宮廷のそこかしこから悲鳴が聞こえてくる。麗羽(袁紹)達により殺される人々の声だろう。麗羽(袁紹)の兵達は宮廷内を動くモノというモノを斬り殺していった。宦官が女装して逃げるとも限らないため兵達は男女の区別なく斬り殺した。宮廷に詰める兵達は麗羽(袁紹)達の急襲に浮き足立ち、麗羽(袁紹)達に次々に討ち取られていく。
「張譲を探しなさい! 宦官を生かして宮廷の外に出してはなりません!」
麗羽(袁紹)は宮廷内で兵達に檄を飛ばし続けていた。
「袁中軍校尉! 気でも触れられたか!」
宮廷の衛兵が麗羽に斬り掛かってきた。麗羽は難なく衛兵の剣を受け止め返り討ちにし、衛兵の喉元に剣を突きつけた。
「あなたは張譲の居場所を知っていますの?」
衛兵が何も言わず沈黙した。麗羽は衛兵の腕に剣を突き刺すと痛みで絶叫した。
「袁中軍校尉、お助けください。私は何も知りません」
「そうですか」
麗羽は短く答えると衛兵の首に剣を突き立て絶命させた。彼女は衛兵から剣を引き抜くと血を払い宮廷の奥えと足を進めた。
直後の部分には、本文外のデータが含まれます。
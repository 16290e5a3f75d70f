//! [`Context`]-related definitions.

use std::sync::atomic::{self, AtomicU16};

use axum::{async_trait, extract::FromRequestParts};
use juniper::{
    http::{GraphQLBatchResponse, GraphQLResponse},
    IntoFieldError as _,
};

use crate::{Error, JuniperResponse, Service};

/// Application context.
#[derive(Debug)]
pub struct Context {
    /// [`Service`] instance.
    service: Service,

    /// Error status code.
    error_status_code: AtomicU16,
}

impl Context {
    /// Creates a new [`Context`] around the provided [`Service`].
    #[must_use]
    pub fn new(service: Service) -> Self {
        Self {
            service,
            error_status_code: AtomicU16::new(
                http::StatusCode::INTERNAL_SERVER_ERROR.as_u16(),
            ),
        }
    }

    /// Returns [`Service`] instance of this [`Context`].
    #[must_use]
    pub fn service(&self) -> &Service {
        &self.service
    }

    /// Returns the error status code of this [`Context`].
    #[expect(clippy::missing_panics_doc, reason = "infallible")]
    #[must_use]
    pub fn error_status_code(&self) -> http::StatusCode {
        http::StatusCode::from_u16(
            self.error_status_code.load(atomic::Ordering::Relaxed),
        )
        .expect("invalid status code")
    }

    /// Sets the error status code for this [`Context`].
    ///
    /// Provided [`http::StatusCode`] will be applied to the response.
    pub fn set_error_status_code(&self, status_code: http::StatusCode) {
        self.error_status_code
            .store(status_code.as_u16(), atomic::Ordering::Relaxed);
    }

    /// Helper method calling [`Context::set_error_status_code()`] inside
    /// [`Result::map_err()`] closure.
    pub fn error(&self) -> impl FnOnce(Error) -> Error + '_ {
        move |err| {
            self.set_error_status_code(err.status_code);
            err
        }
    }
}

impl juniper::Context for Context {}

#[async_trait]
impl<S> FromRequestParts<S> for Context
where
    S: Send + Sync,
{
    type Rejection = JuniperResponse;

    async fn from_request_parts(
        parts: &mut http::request::Parts,
        _: &S,
    ) -> Result<Self, Self::Rejection> {
        let service =
            parts.extensions.get::<Service>().cloned().ok_or_else(|| {
                JuniperResponse {
                    status_code: http::StatusCode::INTERNAL_SERVER_ERROR,
                    response: GraphQLBatchResponse::Single(
                        GraphQLResponse::error(
                            Error::internal(&"missing `Service` extension")
                                .into_field_error(),
                        ),
                    ),
                }
            })?;

        Ok(Self::new(service))
    }
}
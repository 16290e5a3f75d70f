use std::{
    io,
    sync::{Arc, OnceLock},
    time,
};

use application::{api, demo, graphql, Args, Config, Service};
use axum::{
    extract::MatchedPath,
    routing::{on, MethodFilter},
    Extension, Router,
};
use axum_client_ip::InsecureClientIp;
use service::infra::{Gemini, Memory};
use tokio::net::TcpListener;
use tower_http::{cors::CorsLayer, trace::TraceLayer};
use tracing as log;
use tracing_subscriber::{
    filter::filter_fn,
    layer::{Layer as _, SubscriberExt as _},
    util::SubscriberInitExt as _,
};

const STDERR_LEVELS: &[log::Level] = &[log::Level::WARN, log::Level::ERROR];

static LOG_LEVEL: OnceLock<log::Level> = OnceLock::new();

#[tokio::main]
async fn main() {
    tracing_subscriber::registry()
        .with(
            tracing_subscriber::fmt::layer()
                .compact()
                .with_ansi(true)
                .with_thread_names(true)
                .with_writer(io::stdout)
                .with_filter(filter_fn(|meta| {
                    meta.is_span()
                        || (!STDERR_LEVELS.contains(meta.level()))
                            && LOG_LEVEL
                                .get()
                                .copied()
                                .unwrap_or(log::Level::INFO)
                                >= *meta.level()
                })),
        )
        .with(
            tracing_subscriber::fmt::layer()
                .compact()
                .with_ansi(true)
                .with_thread_names(true)
                .with_writer(io::stderr)
                .with_filter(filter_fn(|meta| {
                    meta.is_span()
                        || (STDERR_LEVELS.contains(meta.level()))
                            && LOG_LEVEL
                                .get()
                                .copied()
                                .unwrap_or(log::Level::INFO)
                                >= *meta.level()
                })),
        )
        .init();

    _ = start().await;
}

async fn start() -> Result<(), ()> {
    let Args { config } = Args::parse().map_err(|e| {
        log::error!("failed to parse command line arguments: {e}");
    })?;

    let Config {
        service,
        server,
        log,
    } = Config::new(config).map_err(|e| {
        log::error!("failed to load `Config`: {e}");
    })?;

    LOG_LEVEL
        .set(log.level.into())
        .unwrap_or_else(|_| unreachable!("first initialization"));

    let advisor = Gemini::new(service.advisor.clone().into()).map_err(|e| {
        log::error!("failed to initialize `Gemini` advisor: {e}");
    })?;
    if service.advisor.api_key.as_deref().is_none_or(str::is_empty) {
        log::warn!("`Gemini` API key is not configured");
    }

    let seed_demo = service.demo;
    let service_config = service::Config::try_from(service).map_err(|e| {
        log::error!("invalid `Service` configuration: {e}");
    })?;
    let service = Service::new(service_config, Memory::new(), advisor);
    if seed_demo {
        demo::seed(&service).await.map_err(|e| {
            log::error!("failed to seed demo `Project`s: {e}");
        })?;
    }

    let schema = api::schema();

    let mut cors = CorsLayer::new()
        .allow_methods([
            http::Method::GET,
            http::Method::OPTIONS,
            http::Method::POST,
        ])
        .allow_headers([http::header::CONTENT_TYPE]);
    for origin in server.cors.origins {
        cors = cors.allow_origin(
            origin.parse::<http::header::HeaderValue>().map_err(|e| {
                log::error!("`{origin}` is not current CORS origin: {e}");
            })?,
        );
    }

    let app = Router::new()
        .route(
            "/graphql",
            on(MethodFilter::GET.or(MethodFilter::POST), graphql),
        )
        .layer(Extension(Arc::new(schema)))
        .layer(Extension(service))
        .layer(cors)
        .layer(
            TraceLayer::new_for_http()
                .make_span_with(|r: &http::Request<_>| {
                    tracing::info_span!(
                        "HTTP request",
                        http.client_ip = InsecureClientIp::from(
                            r.headers(),
                            r.extensions()
                        )
                            .map(|ip| ip.0.to_string())
                            .ok(),
                        http.flavor = ?r.version(),
                        http.host = r.uri().host(),
                        http.method = r.method().as_str(),
                        http.route = r
                            .extensions()
                            .get::<MatchedPath>()
                            .map(MatchedPath::as_str),
                        http.scheme = r
                            .uri()
                            .scheme()
                            .map(http::uri::Scheme::as_str),
                        http.target = r
                            .uri()
                            .path_and_query()
                            .map(http::uri::PathAndQuery::as_str),
                        http.user_agent = r
                            .headers()
                            .get("User-Agent")
                            .and_then(|h| h.to_str().ok()),
                        http.status_code = tracing::field::Empty,
                    )
                })
                .on_response(
                    |r: &http::Response<_>,
                     dur: time::Duration,
                     span: &tracing::Span| {
                        span.record(
                            "http.status_code",
                            tracing::field::display(r.status().as_u16()),
                        );

                        if r.status().is_server_error()
                            || r.status().is_client_error()
                        {
                            tracing::error!(
                                duration = format!("{}ms", dur.as_millis()),
                            );
                        } else {
                            tracing::info!(
                                duration = format!("{}ms", dur.as_millis()),
                            );
                        }
                    },
                ),
        );

    let listener = TcpListener::bind((server.host.clone(), server.port))
        .await
        .map_err(|e| {
            log::error!(
                "failed to listen on `{}:{}`: {e}",
                server.host,
                server.port,
            );
        })?;

    log::info!("listening on `{}:{}`", server.host, server.port);

    axum::serve(listener, app)
        .await
        .map_err(|e| log::error!("webserver failed: {e}"))
}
「袁紹様! 趙忠、孫璋、畢嵐、栗嵩の四人を討ち取りましたぞ!」
血糊に汚れた麗羽の兵が伝令として報告にきた。
「ご苦労! 残りの十常侍も必ず殺しなさい。生かして逃がしては禍根を残します」
兵は麗羽の言葉を聞くと駆け足で去って行った。
宮廷内——————
張譲は自分の部屋にいたが、宮廷内に悲鳴が聞こえ始めると何事かと部屋の外から出てきた。すると一番最初に宮廷内を衛兵が統率なく走り回っている姿が目に入った。
「何ごとぞ!」
張譲は甲高い声で走り回る衛兵を止めた。衛兵は彼の声に驚き一瞬制止すると彼の方に駆け寄り背筋を伸ばし立った。
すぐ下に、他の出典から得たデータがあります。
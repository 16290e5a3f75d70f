//! Infrastructure layer.

pub mod advisor;
pub mod database;

pub use self::{advisor::Advisor, database::Database};
#[cfg(feature = "gemini")]
pub use self::advisor::Gemini;
#[cfg(feature = "memory")]
pub use self::database::{memory, Memory};
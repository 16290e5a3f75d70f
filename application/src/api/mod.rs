//! GraphQL API definitions.

mod mutation;
pub mod project;
mod query;
pub mod summary;
pub mod unit;

use juniper::EmptySubscription;

use crate::Context;

pub use self::{
    mutation::Mutation, project::Project, query::Query, summary::Summary,
    unit::Unit,
};

/// GraphQL schema.
pub type Schema =
    juniper::RootNode<'static, Query, Mutation, EmptySubscription<Context>>;

/// Creates a new [`Schema`].
#[must_use]
pub fn schema() -> Schema {
    Schema::new(Query, Mutation, EmptySubscription::new())
}
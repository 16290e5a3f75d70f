//! Application provides API for interacting with the [`Service`].

#![deny(
    nonstandard_style,
    rust_2018_idioms,
    rustdoc::all,
    trivial_casts,
    trivial_numeric_casts,
    unsafe_code
)]
#![forbid(non_ascii_idents)]
#![warn(
    clippy::allow_attributes,
    clippy::allow_attributes_without_reason,
    clippy::pedantic,
    clippy::wildcard_enum_match_arm,
    deprecated_in_future,
    missing_copy_implementations,
    missing_debug_implementations,
    missing_docs,
    unreachable_pub,
    unused_crate_dependencies,
    unused_import_braces,
    unused_labels,
    unused_lifetimes,
    unused_qualifications,
    unused_results
)]

pub mod api;
pub mod args;
pub mod config;
mod context;
pub mod demo;
pub mod error;

use std::sync::Arc;

use axum::{
    response::{IntoResponse, Response},
    Extension, Json,
};
use derive_more::Debug;
use juniper::{http::GraphQLBatchResponse, DefaultScalarValue, ScalarValue};
use juniper_axum::extract::JuniperRequest;
// Used in binary.
use axum_client_ip as _;
use tokio as _;
use tower_http as _;
use tracing_subscriber as _;

pub use self::{
    args::Args,
    config::Config,
    context::Context,
    error::{AsError, Error},
};

/// [`Service`] with filled infrastructure dependencies.
///
/// [`Service`]: service::Service
pub type Service =
    service::Service<service::infra::Memory, service::infra::Gemini>;

/// [`juniper`] GraphQL response.
#[derive(Debug)]
pub struct JuniperResponse<S = DefaultScalarValue>
where
    S: ScalarValue,
{
    /// Status code of the response.
    pub status_code: http::StatusCode,

    /// Underlying GraphQL response.
    #[debug(skip)]
    pub response: GraphQLBatchResponse<S>,
}

impl<S> IntoResponse for JuniperResponse<S>
where
    S: ScalarValue,
{
    fn into_response(self) -> Response {
        let Self {
            status_code,
            response,
        } = self;

        if response.is_ok() {
            Json(response).into_response()
        } else {
            (status_code, Json(response)).into_response()
        }
    }
}

/// GraphQL API handler.
pub async fn graphql(
    Extension(schema): Extension<Arc<api::Schema>>,
    context: Context,
    JuniperRequest(gql_request): JuniperRequest,
) -> JuniperResponse {
    JuniperResponse {
        status_code: context.error_status_code(),
        response: gql_request.execute(&*schema, &context).await,
    }
}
「賊が宮廷内に入り込み見境無く人を殺しております!」
「何じゃと! 賊とは何者だ!」
張譲は衛兵に掴みかかり怒声を浴びせた。
「はぁ、未だ何者かわかっておりません。賊は性別に関係なく殺戮を繰り返しております」
「何者だ。このような大それた真似をしてただではすまんぞ」
張譲は言葉と裏腹に狼狽えていた。彼の額には薄らと汗がかいていた。
「皇帝陛下と陳留王(劉協)はご無事か!? 段珪は何処におる?」
張譲は突然に狼狽えながら衛兵に言った。
「お姿は確認しておりませんが、敵は内裏へ侵入しておりませので御無事と思います」
「何を言っておる! 私の護衛をして陛下の元へ案内せよ! お前の他に衛兵は居らんのか! もっと人を集めい、儂に何かあらば只ではすまさんぞ!」
張譲は目を剥き出しにし衛兵に掴みかかり怒鳴りつけた。衛兵は張譲の剣幕に気圧され道案内をすることになった。